**EXERCISE**
All that is needed is every record, duplicated exactly.

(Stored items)

════════

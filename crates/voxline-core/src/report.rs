//! Run report: human-readable summary of a dispatch.

use std::fmt::Write as _;

use crate::dispatch::{JobOutcome, OutcomeStatus};
use crate::plan::SkipNotice;

/// Render the settled outcomes and skip notices as display text.
///
/// Outcomes arrive in arbitrary completion grouping; they are regrouped by
/// event in request order, then by ordinal, before rendering. Every skip,
/// every artifact (with its source text) and every failure (with its
/// reason) appears; nothing is omitted silently.
pub fn render(requested: &[String], outcomes: &[JobOutcome], skips: &[SkipNotice]) -> String {
    let position = |event: &str| {
        requested
            .iter()
            .position(|r| r == event)
            .unwrap_or(usize::MAX)
    };

    let mut sorted: Vec<&JobOutcome> = outcomes.iter().collect();
    sorted.sort_by_key(|o| (position(&o.event), o.ordinal));

    let mut out = String::new();
    for skip in skips {
        let _ = writeln!(out, "  {}: {}, skipping", skip.event, skip.reason);
    }

    for outcome in &sorted {
        match &outcome.status {
            OutcomeStatus::Written(path) => {
                let file = path
                    .file_name()
                    .map_or_else(|| path.display().to_string(), |f| f.to_string_lossy().into_owned());
                let _ = writeln!(out, "  {}/{}  \"{}\"", outcome.event, file, outcome.text);
            }
            OutcomeStatus::Failed(reason) => {
                let _ = writeln!(
                    out,
                    "  {}/voice_{}: FAILED ({reason})",
                    outcome.event, outcome.ordinal
                );
            }
        }
    }

    let written = sorted.iter().filter(|o| o.is_written()).count();
    let failed = sorted.len() - written;
    let _ = writeln!(out);
    let _ = writeln!(
        out,
        "Done. {written} voice line(s) written for {} requested event(s).",
        requested.len()
    );
    if failed > 0 {
        let _ = writeln!(out, "{failed} job(s) failed; reasons listed above.");
    }
    out
}

#[cfg(test)]
mod tests {
    use std::path::PathBuf;

    use super::*;

    fn outcome(event: &str, ordinal: usize, text: &str, status: OutcomeStatus) -> JobOutcome {
        JobOutcome {
            event: event.to_owned(),
            ordinal,
            text: text.to_owned(),
            status,
        }
    }

    fn written(event: &str, ordinal: usize, text: &str, file: &str) -> JobOutcome {
        outcome(
            event,
            ordinal,
            text,
            OutcomeStatus::Written(PathBuf::from(format!("sounds/{event}/{file}"))),
        )
    }

    #[test]
    fn lists_artifacts_with_source_text() {
        let requested = vec!["Stop".to_owned()];
        let outcomes = vec![written("Stop", 1, "Done. Ready.", "voice_1.wav")];
        let text = render(&requested, &outcomes, &[]);
        assert!(text.contains("Stop/voice_1.wav"), "got:\n{text}");
        assert!(text.contains("\"Done. Ready.\""), "got:\n{text}");
        assert!(text.contains("1 voice line(s) written for 1 requested event(s)."));
    }

    #[test]
    fn failures_are_never_omitted() {
        let requested = vec!["Stop".to_owned()];
        let outcomes = vec![
            written("Stop", 1, "Done.", "voice_1.wav"),
            outcome(
                "Stop",
                2,
                "Finished.",
                OutcomeStatus::Failed("synthesizer offline".to_owned()),
            ),
        ];
        let text = render(&requested, &outcomes, &[]);
        assert!(text.contains("Stop/voice_2: FAILED (synthesizer offline)"), "got:\n{text}");
        assert!(text.contains("1 job(s) failed"), "got:\n{text}");
    }

    #[test]
    fn skips_are_listed() {
        let requested = vec!["TeammateIdle".to_owned()];
        let skips = vec![SkipNotice {
            event: "TeammateIdle".to_owned(),
            reason: "no lines for this event".to_owned(),
        }];
        let text = render(&requested, &[], &skips);
        assert!(
            text.contains("TeammateIdle: no lines for this event, skipping"),
            "got:\n{text}"
        );
        assert!(text.contains("0 voice line(s) written"), "got:\n{text}");
    }

    #[test]
    fn outcomes_regroup_by_request_order_then_ordinal() {
        let requested = vec!["SessionStart".to_owned(), "Stop".to_owned()];
        // Deliberately shuffled completion order.
        let outcomes = vec![
            written("Stop", 2, "b", "voice_2.wav"),
            written("SessionStart", 1, "c", "voice_1.wav"),
            written("Stop", 1, "a", "voice_1.wav"),
        ];
        let text = render(&requested, &outcomes, &[]);
        let first = text.find("SessionStart/voice_1").unwrap();
        let second = text.find("Stop/voice_1").unwrap();
        let third = text.find("Stop/voice_2").unwrap();
        assert!(first < second && second < third, "got:\n{text}");
    }
}
//! ffmpeg adapter: normalizes synthesized audio to 44.1 kHz mono.

use std::path::{Path, PathBuf};
use std::process::Stdio;

use async_trait::async_trait;
use tokio::process::Command;
use tracing::debug;

use voxline_core::ports::{AudioConverter, ConversionError};

/// Program name looked up on `PATH`.
pub const FFMPEG_PROGRAM: &str = "ffmpeg";

const SAMPLE_RATE: &str = "44100";
const CHANNELS: &str = "1";

/// Converts audio files by spawning `ffmpeg`.
///
/// Absence of the program is reported like any other conversion failure;
/// the dispatcher's raw-audio fallback handles both the same way.
#[derive(Debug, Clone)]
pub struct FfmpegConverter {
    program: PathBuf,
}

impl FfmpegConverter {
    /// Adapter using `ffmpeg` from `PATH`.
    pub fn new() -> Self {
        Self::with_program(FFMPEG_PROGRAM)
    }

    /// Adapter using an explicit program path (tests, nonstandard installs).
    pub fn with_program(program: impl Into<PathBuf>) -> Self {
        Self {
            program: program.into(),
        }
    }

    /// Whether the program can be found on `PATH`.
    ///
    /// Advisory only, for up-front user hints; conversion attempts are made
    /// regardless and fall back per job.
    pub fn is_available() -> bool {
        which::which(FFMPEG_PROGRAM).is_ok()
    }
}

impl Default for FfmpegConverter {
    fn default() -> Self {
        Self::new()
    }
}

#[async_trait]
impl AudioConverter for FfmpegConverter {
    async fn convert(&self, source: &Path, dest: &Path) -> Result<(), ConversionError> {
        debug!(program = %self.program.display(), source = %source.display(), "spawning ffmpeg");
        let output = Command::new(&self.program)
            .arg("-y")
            .arg("-i")
            .arg(source)
            .args(["-ar", SAMPLE_RATE, "-ac", CHANNELS])
            .arg(dest)
            .stdin(Stdio::null())
            .stdout(Stdio::null())
            .stderr(Stdio::piped())
            .output()
            .await
            .map_err(|err| {
                ConversionError::Unavailable(format!("{}: {err}", self.program.display()))
            })?;

        if !output.status.success() {
            let stderr = String::from_utf8_lossy(&output.stderr);
            return Err(ConversionError::Failed(format!(
                "{} exited with {}: {}",
                FFMPEG_PROGRAM,
                output.status,
                stderr.trim()
            )));
        }
        Ok(())
    }
}

#[cfg(test)]
mod tests {
    use super::*;

    #[tokio::test]
    async fn missing_program_reports_unavailable() {
        let converter = FfmpegConverter::with_program("/nonexistent/voxline-ffmpeg");
        let err = converter
            .convert(Path::new("/tmp/in.mp3"), Path::new("/tmp/out.wav"))
            .await
            .unwrap_err();
        assert!(matches!(err, ConversionError::Unavailable(_)), "got {err:?}");
    }
}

════════

**RESULT**
filename crates/voxline-core/src/report.rs
//! Run report: human-readable summary of a dispatch.

use std::fmt::Write as _;

use crate::dispatch::{JobOutcome, OutcomeStatus};
use crate::plan::SkipNotice;

/// Render the settled outcomes and skip notices as display text.
///
/// Outcomes arrive in arbitrary completion grouping; they are regrouped by
/// event in request order, then by ordinal, before rendering. Every skip,
/// every artifact (with its source text) and every failure (with its
/// reason) appears; nothing is omitted silently.
pub fn render(requested: &[String], outcomes: &[JobOutcome], skips: &[SkipNotice]) -> String {
    let position = |event: &str| {
        requested
            .iter()
            .position(|r| r == event)
            .unwrap_or(usize::MAX)
    };

    let mut sorted: Vec<&JobOutcome> = outcomes.iter().collect();
    sorted.sort_by_key(|o| (position(&o.event), o.ordinal));

    let mut out = String::new();
    for skip in skips {
        let _ = writeln!(out, "  {}: {}, skipping", skip.event, skip.reason);
    }

    for outcome in &sorted {
        match &outcome.status {
            OutcomeStatus::Written(path) => {
                let file = path
                    .file_name()
                    .map_or_else(|| path.display().to_string(), |f| f.to_string_lossy().into_owned());
                let _ = writeln!(out, "  {}/{}  \"{}\"", outcome.event, file, outcome.text);
            }
            OutcomeStatus::Failed(reason) => {
                let _ = writeln!(
                    out,
                    "  {}/voice_{}: FAILED ({reason})",
                    outcome.event, outcome.ordinal
                );
            }
        }
    }

    let written = sorted.iter().filter(|o| o.is_written()).count();
    let failed = sorted.len() - written;
    let _ = writeln!(out);
    let _ = writeln!(
        out,
        "Done. {written} voice line(s) written for {} requested event(s).",
        requested.len()
    );
    if failed > 0 {
        let _ = writeln!(out, "{failed} job(s) failed; reasons listed above.");
    }
    out
}

#[cfg(test)]
mod tests {
    use std::path::PathBuf;

    use super::*;

    fn outcome(event: &str, ordinal: usize, text: &str, status: OutcomeStatus) -> JobOutcome {
        JobOutcome {
            event: event.to_owned(),
            ordinal,
            text: text.to_owned(),
            status,
        }
    }

    fn written(event: &str, ordinal: usize, text: &str, file: &str) -> JobOutcome {
        outcome(
            event,
            ordinal,
            text,
            OutcomeStatus::Written(PathBuf::from(format!("sounds/{event}/{file}"))),
        )
    }

    #[test]
    fn lists_artifacts_with_source_text() {
        let requested = vec!["Stop".to_owned()];
        let outcomes = vec![written("Stop", 1, "Done. Ready.", "voice_1.wav")];
        let text = render(&requested, &outcomes, &[]);
        assert!(text.contains("Stop/voice_1.wav"), "got:\n{text}");
        assert!(text.contains("\"Done. Ready.\""), "got:\n{text}");
        assert!(text.contains("1 voice line(s) written for 1 requested event(s)."));
    }

    #[test]
    fn failures_are_never_omitted() {
        let requested = vec!["Stop".to_owned()];
        let outcomes = vec![
            written("Stop", 1, "Done.", "voice_1.wav"),
            outcome(
                "Stop",
                2,
                "Finished.",
                OutcomeStatus::Failed("synthesizer offline".to_owned()),
            ),
        ];
        let text = render(&requested, &outcomes, &[]);
        assert!(text.contains("Stop/voice_2: FAILED (synthesizer offline)"), "got:\n{text}");
        assert!(text.contains("1 job(s) failed"), "got:\n{text}");
    }

    #[test]
    fn skips_are_listed() {
        let requested = vec!["TeammateIdle".to_owned()];
        let skips = vec![SkipNotice {
            event: "TeammateIdle".to_owned(),
            reason: "no lines for this event".to_owned(),
        }];
        let text = render(&requested, &[], &skips);
        assert!(
            text.contains("TeammateIdle: no lines for this event, skipping"),
            "got:\n{text}"
        );
        assert!(text.contains("0 voice line(s) written"), "got:\n{text}");
    }

    #[test]
    fn outcomes_regroup_by_request_order_then_ordinal() {
        let requested = vec!["SessionStart".to_owned(), "Stop".to_owned()];
        // Deliberately shuffled completion order.
        let outcomes = vec![
            written("Stop", 2, "b", "voice_2.wav"),
            written("SessionStart", 1, "c", "voice_1.wav"),
            written("Stop", 1, "a", "voice_1.wav"),
        ];
        let text = render(&requested, &outcomes, &[]);
        let first = text.find("SessionStart/voice_1").unwrap();
        let second = text.find("Stop/voice_1").unwrap();
        let third = text.find("Stop/voice_2").unwrap();
        assert!(first < second && second < third, "got:\n{text}");
    }
}
//! ffmpeg adapter: normalizes synthesized audio to 44.1 kHz mono.

use std::path::{Path, PathBuf};
use std::process::Stdio;

use async_trait::async_trait;
use tokio::process::Command;
use tracing::debug;

use voxline_core::ports::{AudioConverter, ConversionError};

/// Program name looked up on `PATH`.
pub const FFMPEG_PROGRAM: &str = "ffmpeg";

const SAMPLE_RATE: &str = "44100";
const CHANNELS: &str = "1";

/// Converts audio files by spawning `ffmpeg`.
///
/// Absence of the program is reported like any other conversion failure;
/// the dispatcher's raw-audio fallback handles both the same way.
#[derive(Debug, Clone)]
pub struct FfmpegConverter {
    program: PathBuf,
}

impl FfmpegConverter {
    /// Adapter using `ffmpeg` from `PATH`.
    pub fn new() -> Self {
        Self::with_program(FFMPEG_PROGRAM)
    }

    /// Adapter using an explicit program path (tests, nonstandard installs).
    pub fn with_program(program: impl Into<PathBuf>) -> Self {
        Self {
            program: program.into(),
        }
    }

    /// Whether the program can be found on `PATH`.
    ///
    /// Advisory only, for up-front user hints; conversion attempts are made
    /// regardless and fall back per job.
    pub fn is_available() -> bool {
        which::which(FFMPEG_PROGRAM).is_ok()
    }
}

impl Default for FfmpegConverter {
    fn default() -> Self {
        Self::new()
    }
}

#[async_trait]
impl AudioConverter for FfmpegConverter {
    async fn convert(&self, source: &Path, dest: &Path) -> Result<(), ConversionError> {
        debug!(program = %self.program.display(), source = %source.display(), "spawning ffmpeg");
        let output = Command::new(&self.program)
            .arg("-y")
            .arg("-i")
            .arg(source)
            .args(["-ar", SAMPLE_RATE, "-ac", CHANNELS])
            .arg(dest)
            .stdin(Stdio::null())
            .stdout(Stdio::null())
            .stderr(Stdio::piped())
            .output()
            .await
            .map_err(|err| {
                ConversionError::Unavailable(format!("{}: {err}", self.program.display()))
            })?;

        if !output.status.success() {
            let stderr = String::from_utf8_lossy(&output.stderr);
            return Err(ConversionError::Failed(format!(
                "{} exited with {}: {}",
                FFMPEG_PROGRAM,
                output.status,
                stderr.trim()
            )));
        }
        Ok(())
    }
}

#[cfg(test)]
mod tests {
    use super::*;

    #[tokio::test]
    async fn missing_program_reports_unavailable() {
        let converter = FfmpegConverter::with_program("/nonexistent/voxline-ffmpeg");
        let err = converter
            .convert(Path::new("/tmp/in.mp3"), Path::new("/tmp/out.wav"))
            .await
            .unwrap_err();
        assert!(matches!(err, ConversionError::Unavailable(_)), "got {err:?}");
    }
}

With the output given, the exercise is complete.